The move affects not only defense contractors, but also those who work on projects for more than 20 other agencies, including NASA and the Department of Homeland Security.
"We have companies right now that have positions that are funded that they can't find people for," said Stan Soloway, president of the Professional Services Council. "This could completely shut the system down."
The Defense Security Service blames, in part, the sheer volume of requests. Between October and March, more than 100,000 security-clearance applications were submitted.
The service is also struggling with a budget shortfall, McGovern said, noting that its funding was cut by $20 million this year. McGovern said she did not know how much of a shortfall the agency faces.
Last year, the Office of Personnel Management took over the job of conducting background investigations. But the Defense Security Service picks up the tab, which can be as much as $3,700 for a top-secret clearance.
The Office of Personnel Management can also charge a premium of 19 to 25 percent for the work, which was not factored into the DSS budget, said David Marin, staff director for the House Government Reform Committee. Marin estimates the agency's shortfall at between $75 million and $100 million.
The agency's efforts to cut costs began earlier this month when it alerted contractors that it would no longer offer a more expensive expedited application process.
On Tuesday, the agency stopped forwarding new applications to the OPM altogether.
The decision is "both baffling and disturbing," Rep. Thomas M. Davis III (R-Va.), chairman of the Government Reform Committee, said in a letter to the agency yesterday.
Davis expects to hold a hearing on the issue, according to his office.

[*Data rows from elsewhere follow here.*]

use std::collections::HashMap;
use std::sync::{Arc, PoisonError, RwLock};

use switchyard_tools::ToolSchema;

pub type ToolMap = HashMap<String, ToolSchema>;

/// Remote tool schemas by name, replaced as a whole.
///
/// `None` means nothing has been fetched yet, which is different from a
/// server that advertises no tools.
#[derive(Debug, Default)]
pub struct ToolCache {
    tools: RwLock<Option<Arc<ToolMap>>>,
}

impl ToolCache {
    pub fn new() -> Self {
        Self::default()
    }

    pub fn snapshot(&self) -> Option<Arc<ToolMap>> {
        self.tools
            .read()
            .unwrap_or_else(PoisonError::into_inner)
            .clone()
    }

    pub fn replace(&self, tools: ToolMap) -> Arc<ToolMap> {
        let tools = Arc::new(tools);
        *self.tools.write().unwrap_or_else(PoisonError::into_inner) = Some(tools.clone());
        tools
    }

    pub fn clear(&self) {
        *self.tools.write().unwrap_or_else(PoisonError::into_inner) = None;
    }

    pub fn contains(&self, name: &str) -> bool {
        self.snapshot().is_some_and(|tools| tools.contains_key(name))
    }

    pub fn is_populated(&self) -> bool {
        self.snapshot().is_some()
    }

    pub fn len(&self) -> usize {
        self.snapshot().map_or(0, |tools| tools.len())
    }

    pub fn is_empty(&self) -> bool {
        self.len() == 0
    }

    /// Cached schemas sorted by name.
    pub fn schemas(&self) -> Vec<ToolSchema> {
        let mut schemas: Vec<ToolSchema> = self
            .snapshot()
            .map(|tools| tools.values().cloned().collect())
            .unwrap_or_default();
        schemas.sort_by(|a, b| a.name.cmp(&b.name));
        schemas
    }
}
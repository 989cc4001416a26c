use std::time::Duration;

use async_trait::async_trait;
use serde::Deserialize;
use serde_json::{Map, Value};
use switchyard_tools::{CallToolRequest, CallToolResponse, InputSchema, ToolSchema};
use tracing::{debug, warn};

use super::cache::{ToolCache, ToolMap};
use super::connection::McpConnection;
use super::error::McpError;
use super::filter::ToolFilter;

pub const DEFAULT_LIST_TIMEOUT: Duration = Duration::from_secs(10);
pub const DEFAULT_SEARCH_TOOL: &str = "search_tools";

/// What a listing strategy may touch while it runs.
pub struct ListingContext<'a> {
    pub server_name: &'a str,
    pub connection: &'a dyn McpConnection,
    pub catalog: &'a ToolCache,
    pub discovered: &'a ToolCache,
    pub filter: &'a ToolFilter,
}

/// How a client answers `list_tools`.
#[async_trait]
pub trait ToolListing: Send + Sync {
    fn kind(&self) -> &'static str;

    /// Work done once during `initialize`, after the handshake.
    async fn prime(&self, ctx: ListingContext<'_>) -> Result<(), McpError>;

    async fn list_tools(&self, ctx: ListingContext<'_>) -> Result<Vec<ToolSchema>, McpError>;
}

/// Fetch the full catalog once and serve it from the cache.
#[derive(Debug, Clone)]
pub struct CatalogListing {
    list_timeout: Duration,
}

impl Default for CatalogListing {
    fn default() -> Self {
        Self {
            list_timeout: DEFAULT_LIST_TIMEOUT,
        }
    }
}

impl CatalogListing {
    pub fn new(list_timeout: Duration) -> Self {
        Self { list_timeout }
    }

    async fn fetch(&self, ctx: &ListingContext<'_>) -> Result<Vec<ToolSchema>, McpError> {
        let tools = tokio::time::timeout(self.list_timeout, ctx.connection.list_tools())
            .await
            .map_err(|_| McpError::ListToolsTimeout {
                server_name: ctx.server_name.to_string(),
            })??;

        let total = tools.len();
        let tools: ToolMap = tools
            .into_iter()
            .filter(|tool| ctx.filter.should_include(&tool.name))
            .map(|tool| (tool.name.clone(), tool))
            .collect();
        debug!(
            target: "mcp_client",
            server = ctx.server_name,
            total,
            kept = tools.len(),
            "Fetched tool catalog"
        );

        ctx.catalog.replace(tools);
        Ok(ctx.catalog.schemas())
    }
}

#[async_trait]
impl ToolListing for CatalogListing {
    fn kind(&self) -> &'static str {
        "catalog"
    }

    async fn prime(&self, ctx: ListingContext<'_>) -> Result<(), McpError> {
        self.fetch(&ctx).await.map(|_| ())
    }

    async fn list_tools(&self, ctx: ListingContext<'_>) -> Result<Vec<ToolSchema>, McpError> {
        if ctx.catalog.is_populated() {
            return Ok(ctx.catalog.schemas());
        }
        self.fetch(&ctx).await
    }
}

/// Ask a remote search tool for the tools relevant to a fixed query instead
/// of materializing the catalog.
#[derive(Debug, Clone)]
pub struct SearchListing {
    query: String,
    top_k: Option<usize>,
    search_tool: String,
    list_timeout: Duration,
}

impl SearchListing {
    pub fn new(query: impl Into<String>, top_k: Option<usize>) -> Self {
        Self {
            query: query.into(),
            top_k,
            search_tool: DEFAULT_SEARCH_TOOL.to_string(),
            list_timeout: DEFAULT_LIST_TIMEOUT,
        }
    }

    pub fn with_list_timeout(mut self, list_timeout: Duration) -> Self {
        self.list_timeout = list_timeout;
        self
    }

    pub fn with_search_tool(mut self, name: impl Into<String>) -> Self {
        self.search_tool = name.into();
        self
    }

    pub fn query(&self) -> &str {
        &self.query
    }

    pub fn top_k(&self) -> Option<usize> {
        self.top_k
    }

    fn request(&self) -> CallToolRequest {
        let mut arguments = Map::new();
        arguments.insert("query".to_string(), Value::String(self.query.clone()));
        if let Some(top_k) = self.top_k {
            arguments.insert("topK".to_string(), Value::from(top_k));
        }
        CallToolRequest {
            name: self.search_tool.clone(),
            arguments,
        }
    }
}

#[async_trait]
impl ToolListing for SearchListing {
    fn kind(&self) -> &'static str {
        "search"
    }

    async fn prime(&self, _ctx: ListingContext<'_>) -> Result<(), McpError> {
        Ok(())
    }

    async fn list_tools(&self, ctx: ListingContext<'_>) -> Result<Vec<ToolSchema>, McpError> {
        let pending = ctx.connection.call_tool(self.request());
        let response = tokio::time::timeout(self.list_timeout, pending)
            .await
            .map_err(|_| McpError::ListToolsTimeout {
                server_name: ctx.server_name.to_string(),
            })??;

        if response.is_error {
            let message = response
                .content
                .iter()
                .filter_map(|b| b.as_text())
                .collect::<Vec<_>>()
                .join("\n");
            return Err(McpError::SearchFailed {
                server_name: ctx.server_name.to_string(),
                message,
            });
        }

        let mut tools: Vec<ToolSchema> = parse_search_response(&response)
            .ok_or_else(|| McpError::SearchFailed {
                server_name: ctx.server_name.to_string(),
                message: "response carries no tool list".to_string(),
            })?
            .into_iter()
            .filter(|tool| ctx.filter.should_include(&tool.name))
            .collect();
        if let Some(top_k) = self.top_k {
            tools.truncate(top_k);
        }

        debug!(
            target: "mcp_client",
            server = ctx.server_name,
            query = %self.query,
            found = tools.len(),
            "Search listing returned tools"
        );

        ctx.discovered.replace(
            tools
                .iter()
                .map(|tool| (tool.name.clone(), tool.clone()))
                .collect(),
        );
        Ok(tools)
    }
}

#[derive(Deserialize)]
struct SearchHit {
    name: String,
    #[serde(default)]
    description: Option<String>,
    #[serde(default, alias = "inputSchema", alias = "parameters")]
    input_schema: Option<Value>,
}

impl From<SearchHit> for ToolSchema {
    fn from(hit: SearchHit) -> Self {
        let input_schema = hit
            .input_schema
            .as_ref()
            .map(InputSchema::from_value)
            .unwrap_or_default();
        let description = hit.description.unwrap_or_else(|| hit.name.clone());
        ToolSchema::new(hit.name, description, input_schema)
    }
}

/// Tools from `structuredContent.tools`, else from the first text block
/// holding either `{"tools": [...]}` or a bare array.
fn parse_search_response(response: &CallToolResponse) -> Option<Vec<ToolSchema>> {
    if let Some(tools) = response
        .structured_content
        .as_ref()
        .and_then(|s| s.get("tools"))
        .and_then(Value::as_array)
    {
        return Some(parse_hits(tools));
    }

    response
        .content
        .iter()
        .filter_map(|block| block.as_text())
        .filter_map(|text| serde_json::from_str::<Value>(text).ok())
        .find_map(|value| match value {
            Value::Array(items) => Some(parse_hits(&items)),
            Value::Object(obj) => obj.get("tools").and_then(Value::as_array).map(|t| parse_hits(t)),
            _ => None,
        })
}

fn parse_hits(items: &[Value]) -> Vec<ToolSchema> {
    items
        .iter()
        .filter_map(|item| match serde_json::from_value::<SearchHit>(item.clone()) {
            Ok(hit) => Some(hit.into()),
            Err(e) => {
                warn!(target: "mcp_client", "Skipping malformed search hit: {e}");
                None
            }
        })
        .collect()
}
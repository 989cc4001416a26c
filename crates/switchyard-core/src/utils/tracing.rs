use std::io;
use std::path::Path;

use chrono::Local;
use tracing_appender::rolling;
use tracing_subscriber::{
    EnvFilter,
    fmt::{self, format::FmtSpan},
    prelude::*,
};

fn env_filter() -> EnvFilter {
    EnvFilter::try_from_default_env().unwrap_or_else(|_| EnvFilter::new("info"))
}

/// Install the global subscriber. Filtering comes from `RUST_LOG`.
///
/// With a `log_dir`, output goes to a timestamp-named file in that directory;
/// otherwise it goes to stderr.
pub fn init_tracing(log_dir: Option<&Path>) -> io::Result<()> {
    match log_dir {
        Some(log_dir) => {
            std::fs::create_dir_all(log_dir)?;
            let file_name = format!("switchyard-{}.log", Local::now().format("%Y%m%d_%H%M%S"));
            let file_appender = rolling::never(log_dir, &file_name);

            tracing_subscriber::registry()
                .with(
                    fmt::Layer::new()
                        .with_writer(file_appender)
                        .with_ansi(false)
                        .with_span_events(FmtSpan::CLOSE)
                        .with_file(true)
                        .with_line_number(true),
                )
                .with(env_filter())
                .try_init()
                .map_err(io::Error::other)?;

            tracing::debug!(
                target: "switchyard::utils::tracing",
                path = %log_dir.join(&file_name).display(),
                "Tracing initialized with file output"
            );
        }
        None => {
            tracing_subscriber::registry()
                .with(
                    fmt::Layer::default()
                        .with_writer(io::stderr)
                        .with_target(true),
                )
                .with(env_filter())
                .try_init()
                .map_err(io::Error::other)?;
        }
    }

    Ok(())
}

#[cfg(test)]
mod tests {
    use super::*;

    #[test]
    fn test_file_logging_creates_directory() {
        let dir = tempfile::tempdir().unwrap();
        let log_dir = dir.path().join("logs");

        init_tracing(Some(&log_dir)).unwrap();
        tracing::info!(target: "toolkit", "hello from the test");

        assert!(log_dir.is_dir());
        let files: Vec<_> = std::fs::read_dir(&log_dir).unwrap().collect();
        assert_eq!(files.len(), 1);

        assert!(init_tracing(None).is_err());
    }
}
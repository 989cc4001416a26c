pub mod config;
pub mod error;
#[cfg(test)]
pub(crate) mod test_utils;
pub mod tools;
pub mod utils;

pub use error::{Error, Result};
pub use tools::{Toolkit, ToolkitState};
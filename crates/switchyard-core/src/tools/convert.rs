use std::fmt;
use std::panic::{AssertUnwindSafe, catch_unwind};
use std::sync::Arc;

use serde::Serialize;
use serde_json::Value;
use switchyard_tools::ContentBlock;
use tracing::warn;

/// Anything serde can serialize, kept erased until conversion time.
pub trait SerializableValue: Send + Sync + fmt::Debug {
    fn to_json(&self) -> serde_json::Result<Value>;
}

impl<T> SerializableValue for T
where
    T: Serialize + Send + Sync + fmt::Debug,
{
    fn to_json(&self) -> serde_json::Result<Value> {
        serde_json::to_value(self)
    }
}

/// Erased return value of a tool handler.
#[derive(Debug)]
pub enum ReturnValue {
    Null,
    /// The handler finished without producing a value.
    Void,
    /// Already shaped as tool output.
    Content(Vec<ContentBlock>),
    Json(Value),
    Serializable(Box<dyn SerializableValue>),
}

impl ReturnValue {
    pub fn serialize<T>(value: T) -> Self
    where
        T: Serialize + Send + Sync + fmt::Debug + 'static,
    {
        ReturnValue::Serializable(Box::new(value))
    }
}

impl From<()> for ReturnValue {
    fn from(_: ()) -> Self {
        ReturnValue::Void
    }
}

impl<T: Into<ReturnValue>> From<Option<T>> for ReturnValue {
    fn from(value: Option<T>) -> Self {
        value.map_or(ReturnValue::Null, Into::into)
    }
}

impl From<Value> for ReturnValue {
    fn from(value: Value) -> Self {
        ReturnValue::Json(value)
    }
}

impl From<String> for ReturnValue {
    fn from(value: String) -> Self {
        ReturnValue::Json(Value::String(value))
    }
}

impl From<&str> for ReturnValue {
    fn from(value: &str) -> Self {
        ReturnValue::Json(Value::String(value.to_string()))
    }
}

impl From<bool> for ReturnValue {
    fn from(value: bool) -> Self {
        ReturnValue::Json(Value::Bool(value))
    }
}

macro_rules! number_return_value {
    ($($ty:ty),*) => {
        $(
            impl From<$ty> for ReturnValue {
                fn from(value: $ty) -> Self {
                    ReturnValue::Json(Value::from(value))
                }
            }
        )*
    };
}

number_return_value!(i32, i64, u32, u64, usize, f32, f64);

impl From<ContentBlock> for ReturnValue {
    fn from(block: ContentBlock) -> Self {
        ReturnValue::Content(vec![block])
    }
}

impl From<Vec<ContentBlock>> for ReturnValue {
    fn from(blocks: Vec<ContentBlock>) -> Self {
        ReturnValue::Content(blocks)
    }
}

/// One step of the conversion chain. Returning `None` passes the value on.
pub trait ConversionRule: Send + Sync {
    fn name(&self) -> &'static str;
    fn apply(&self, value: &ReturnValue) -> Option<Vec<ContentBlock>>;
}

struct NullRule;

impl ConversionRule for NullRule {
    fn name(&self) -> &'static str {
        "null"
    }

    fn apply(&self, value: &ReturnValue) -> Option<Vec<ContentBlock>> {
        match value {
            ReturnValue::Null | ReturnValue::Json(Value::Null) => {
                Some(vec![ContentBlock::text("null")])
            }
            _ => None,
        }
    }
}

struct VoidRule;

impl ConversionRule for VoidRule {
    fn name(&self) -> &'static str {
        "void"
    }

    fn apply(&self, value: &ReturnValue) -> Option<Vec<ContentBlock>> {
        matches!(value, ReturnValue::Void).then(|| vec![ContentBlock::text("Done")])
    }
}

struct ContentRule;

impl ConversionRule for ContentRule {
    fn name(&self) -> &'static str {
        "content"
    }

    fn apply(&self, value: &ReturnValue) -> Option<Vec<ContentBlock>> {
        match value {
            ReturnValue::Content(blocks) => Some(blocks.clone()),
            _ => None,
        }
    }
}

struct ScalarRule;

impl ConversionRule for ScalarRule {
    fn name(&self) -> &'static str {
        "scalar"
    }

    fn apply(&self, value: &ReturnValue) -> Option<Vec<ContentBlock>> {
        match value {
            ReturnValue::Json(json) => scalar_text(json).map(|t| vec![ContentBlock::text(t)]),
            _ => None,
        }
    }
}

struct StructuredRule;

impl ConversionRule for StructuredRule {
    fn name(&self) -> &'static str {
        "structured"
    }

    fn apply(&self, value: &ReturnValue) -> Option<Vec<ContentBlock>> {
        let text = match value {
            ReturnValue::Json(json @ (Value::Array(_) | Value::Object(_))) => json.to_string(),
            ReturnValue::Serializable(inner) => match inner.to_json() {
                Ok(json) => scalar_text(&json).unwrap_or_else(|| json.to_string()),
                Err(e) => {
                    warn!(target: "toolkit", "Return value did not serialize: {e}");
                    return None;
                }
            },
            _ => return None,
        };
        Some(vec![ContentBlock::text(text)])
    }
}

struct DebugFallbackRule;

impl ConversionRule for DebugFallbackRule {
    fn name(&self) -> &'static str {
        "debug"
    }

    fn apply(&self, value: &ReturnValue) -> Option<Vec<ContentBlock>> {
        Some(vec![ContentBlock::text(debug_text(value))])
    }
}

fn scalar_text(json: &Value) -> Option<String> {
    match json {
        Value::Null => Some("null".to_string()),
        Value::String(s) => Some(s.clone()),
        Value::Bool(_) | Value::Number(_) => Some(json.to_string()),
        Value::Array(_) | Value::Object(_) => None,
    }
}

fn debug_text(value: &ReturnValue) -> String {
    match value {
        ReturnValue::Serializable(inner) => format!("{inner:?}"),
        other => format!("{other:?}"),
    }
}

/// Number of built-in rules that always stay at the end of the chain.
const TAIL_RULES: usize = 2;

/// Turns handler return values into tool output. Never fails.
#[derive(Clone)]
pub struct ResultConverter {
    rules: Vec<Arc<dyn ConversionRule>>,
}

impl fmt::Debug for ResultConverter {
    fn fmt(&self, f: &mut fmt::Formatter<'_>) -> fmt::Result {
        f.debug_struct("ResultConverter")
            .field("rules", &self.rule_names())
            .finish()
    }
}

impl Default for ResultConverter {
    fn default() -> Self {
        Self {
            rules: vec![
                Arc::new(NullRule),
                Arc::new(VoidRule),
                Arc::new(ContentRule),
                Arc::new(ScalarRule),
                Arc::new(StructuredRule),
                Arc::new(DebugFallbackRule),
            ],
        }
    }
}

impl ResultConverter {
    pub fn new() -> Self {
        Self::default()
    }

    /// Add a rule that runs after the built-in shape rules but before the
    /// generic JSON and debug fallbacks.
    pub fn with_rule(mut self, rule: impl ConversionRule + 'static) -> Self {
        let at = self.rules.len().saturating_sub(TAIL_RULES);
        self.rules.insert(at, Arc::new(rule));
        self
    }

    pub fn rule_names(&self) -> Vec<&'static str> {
        self.rules.iter().map(|r| r.name()).collect()
    }

    pub fn convert(&self, value: ReturnValue) -> Vec<ContentBlock> {
        for rule in &self.rules {
            match catch_unwind(AssertUnwindSafe(|| rule.apply(&value))) {
                Ok(Some(blocks)) => return blocks,
                Ok(None) => {}
                Err(_) => {
                    warn!(target: "toolkit", rule = rule.name(), "Conversion rule panicked");
                }
            }
        }

        let text = catch_unwind(AssertUnwindSafe(|| debug_text(&value)))
            .unwrap_or_else(|_| "<unprintable value>".to_string());
        vec![ContentBlock::text(text)]
    }
}
use std::sync::Arc;

use async_trait::async_trait;
use futures::FutureExt;
use schemars::JsonSchema;
use serde::de::DeserializeOwned;
use serde_json::{Map, Value};
use switchyard_tools::{ToolError, ToolSchema};

use super::convert::ReturnValue;
use super::handler::{CallContext, HandlerFuture, ToolHandler};

/// A locally implemented tool with typed, schema-derived parameters.
#[async_trait]
pub trait LocalTool: Send + Sync + 'static {
    type Params: DeserializeOwned + JsonSchema + Send;
    type Output: Into<ReturnValue> + Send;

    const NAME: &'static str;
    const DESCRIPTION: &'static str;

    async fn execute(
        &self,
        params: Self::Params,
        ctx: &CallContext,
    ) -> Result<Self::Output, ToolError>;

    fn schema() -> ToolSchema
    where
        Self: Sized,
    {
        let settings = schemars::generate::SchemaSettings::draft07().with(|s| {
            s.inline_subschemas = true;
        });
        let schema_gen = settings.into_generator();
        let input_schema = schema_gen.into_root_schema_for::<Self::Params>();

        ToolSchema::new(Self::NAME, Self::DESCRIPTION, input_schema.into())
    }
}

#[async_trait]
pub trait LocalToolErased: Send + Sync {
    async fn execute_erased(
        &self,
        arguments: Map<String, Value>,
        ctx: &CallContext,
    ) -> Result<ReturnValue, ToolError>;
}

#[async_trait]
impl<T> LocalToolErased for T
where
    T: LocalTool,
{
    async fn execute_erased(
        &self,
        arguments: Map<String, Value>,
        ctx: &CallContext,
    ) -> Result<ReturnValue, ToolError> {
        let typed_params: T::Params = serde_json::from_value(Value::Object(arguments))
            .map_err(|e| ToolError::invalid_params(T::NAME, e.to_string()))?;

        if ctx.is_cancelled() {
            return Err(ToolError::cancelled(T::NAME));
        }

        let output = self.execute(typed_params, ctx).await?;
        Ok(output.into())
    }
}

/// Handler wrapping a shared [`LocalToolErased`].
pub struct LocalToolHandler {
    tool: Arc<dyn LocalToolErased>,
}

impl LocalToolHandler {
    pub fn new(tool: Arc<dyn LocalToolErased>) -> Self {
        Self { tool }
    }
}

impl ToolHandler for LocalToolHandler {
    fn invoke(&self, arguments: Map<String, Value>, ctx: CallContext) -> HandlerFuture {
        let tool = Arc::clone(&self.tool);
        async move { tool.execute_erased(arguments, &ctx).await }.boxed()
    }
}
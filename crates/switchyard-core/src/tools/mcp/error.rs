use serde::{Deserialize, Serialize};
use thiserror::Error;

#[derive(Error, Debug, Clone, PartialEq, Eq, Serialize, Deserialize)]
pub enum McpError {
    #[error("Cannot connect to {server_name}: {message}")]
    ConnectionFailed {
        server_name: String,
        message: String,
    },

    #[error("Failed to initialize MCP client {server_name}: {message}")]
    Initialization {
        server_name: String,
        message: String,
    },

    #[error("MCP client {server_name} is closed")]
    ClientClosed { server_name: String },

    #[error("MCP client {server_name} is not initialized")]
    NotInitialized { server_name: String },

    #[error("Failed to list tools from {server_name}: {message}")]
    ListToolsFailed {
        server_name: String,
        message: String,
    },

    #[error("Timeout listing tools from {server_name}")]
    ListToolsTimeout { server_name: String },

    #[error("Tool search on {server_name} failed: {message}")]
    SearchFailed {
        server_name: String,
        message: String,
    },

    #[error("Transport error talking to {server_name}: {message}")]
    Transport {
        server_name: String,
        message: String,
    },
}
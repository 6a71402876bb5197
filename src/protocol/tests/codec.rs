use bytes::BytesMut;
use futures::StreamExt;
use tokio_util::codec::{Decoder, Encoder, FramedRead};

use crate::protocol::codec::{EiscpCodec, EiscpCodecError};
use crate::protocol::packet::{EiscpHeader, EiscpPacket, PacketError};

const POWER_ON_REPLY: &[u8] =
    b"ISCP\x00\x00\x00\x10\x00\x00\x00\x0a\x01\x00\x00\x00!1PWR01\x1a\r\n";

#[test]
fn test_encode_power_on_matches_wire_bytes() {
    let mut codec = EiscpCodec::new();
    let mut buf = BytesMut::new();

    codec.encode(EiscpPacket::iscp("PWR01"), &mut buf).unwrap();

    assert_eq!(
        &buf[..],
        b"ISCP\x00\x00\x00\x10\x00\x00\x00\x08\x01\x00\x00\x00!1PWR01\r"
    );
}

#[test]
fn test_decode_complete_packet() {
    let mut codec = EiscpCodec::new();
    let mut buf = BytesMut::from(POWER_ON_REPLY);

    let packet = codec.decode(&mut buf).unwrap().unwrap();

    assert_eq!(&packet.payload()[..], b"!1PWR01\x1a\r\n");
    assert!(buf.is_empty());
}

#[test]
fn test_decode_waits_for_header() {
    let mut codec = EiscpCodec::new();
    let mut buf = BytesMut::from(&POWER_ON_REPLY[..10]);

    assert!(codec.decode(&mut buf).unwrap().is_none());
    assert_eq!(buf.len(), 10);
}

#[test]
fn test_decode_waits_for_payload() {
    let mut codec = EiscpCodec::new();
    let mut buf = BytesMut::from(&POWER_ON_REPLY[..20]);

    assert!(codec.decode(&mut buf).unwrap().is_none());

    buf.extend_from_slice(&POWER_ON_REPLY[20..]);
    let packet = codec.decode(&mut buf).unwrap().unwrap();
    assert_eq!(&packet.payload()[..7], b"!1PWR01");
}

#[test]
fn test_decode_two_packets_in_one_buffer() {
    let mut codec = EiscpCodec::new();
    let mut buf = BytesMut::new();
    buf.extend_from_slice(POWER_ON_REPLY);
    buf.extend_from_slice(POWER_ON_REPLY);

    assert!(codec.decode(&mut buf).unwrap().is_some());
    assert!(codec.decode(&mut buf).unwrap().is_some());
    assert!(codec.decode(&mut buf).unwrap().is_none());
}

#[test]
fn test_decode_rejects_bad_magic() {
    let mut codec = EiscpCodec::new();
    let mut raw = POWER_ON_REPLY.to_vec();
    raw[..4].copy_from_slice(b"HTTP");
    let mut buf = BytesMut::from(&raw[..]);

    let err = codec.decode(&mut buf).unwrap_err();
    assert!(matches!(
        err,
        EiscpCodecError::Packet(PacketError::InvalidMagic(m)) if &m == b"HTTP"
    ));
}

#[test]
fn test_decode_rejects_wrong_header_size() {
    let mut codec = EiscpCodec::new();
    let mut raw = POWER_ON_REPLY.to_vec();
    raw[7] = 0x20;
    let mut buf = BytesMut::from(&raw[..]);

    let err = codec.decode(&mut buf).unwrap_err();
    assert!(matches!(
        err,
        EiscpCodecError::Packet(PacketError::InvalidHeaderSize(32))
    ));
}

#[test]
fn test_decode_rejects_oversized_payload() {
    let mut codec = EiscpCodec::new().with_max_payload(4);
    let mut buf = BytesMut::from(POWER_ON_REPLY);

    let err = codec.decode(&mut buf).unwrap_err();
    assert!(matches!(
        err,
        EiscpCodecError::Packet(PacketError::PayloadTooLarge { size: 10 })
    ));
}

#[test]
fn test_header_roundtrip() {
    let header = EiscpHeader::new(42);
    let mut buf = BytesMut::new();
    header.encode_into(&mut buf);

    assert_eq!(buf.len(), EiscpHeader::SIZE);
    assert_eq!(EiscpHeader::decode(&buf).unwrap(), header);
}

#[test]
fn test_packet_decode_truncated_datagram() {
    let err = EiscpPacket::decode(&POWER_ON_REPLY[..20]).unwrap_err();
    assert_eq!(
        err,
        PacketError::BufferTooSmall {
            needed: 26,
            have: 20
        }
    );
}

#[tokio::test]
async fn test_framed_read_split_across_reads() {
    let mock = tokio_test::io::Builder::new()
        .read(&POWER_ON_REPLY[..5])
        .read(&POWER_ON_REPLY[5..18])
        .read(&POWER_ON_REPLY[18..])
        .build();

    let mut framed = FramedRead::new(mock, EiscpCodec::new());
    let packet = framed.next().await.unwrap().unwrap();

    assert_eq!(&packet.payload()[..], b"!1PWR01\x1a\r\n");
    assert!(framed.next().await.is_none());
}
//! Connection management

mod backoff;
mod manager;
mod state;

pub use backoff::Backoff;
pub use manager::ConnectionManager;
pub use state::{ConnectionEvent, ConnectionState, ConnectionStats, DisconnectReason};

"It sure could get to be a real problem really fast," said John Douglas, president of the Aerospace Industries Association, a lobby group that represents companies including Lockheed Martin Corp. and Boeing Co., the Pentagon's largest contractors. "There doesn't seem to be any exceptions, and you would think that if you were working on a classified project to stop IEDs [improvised explosive devices], there would be."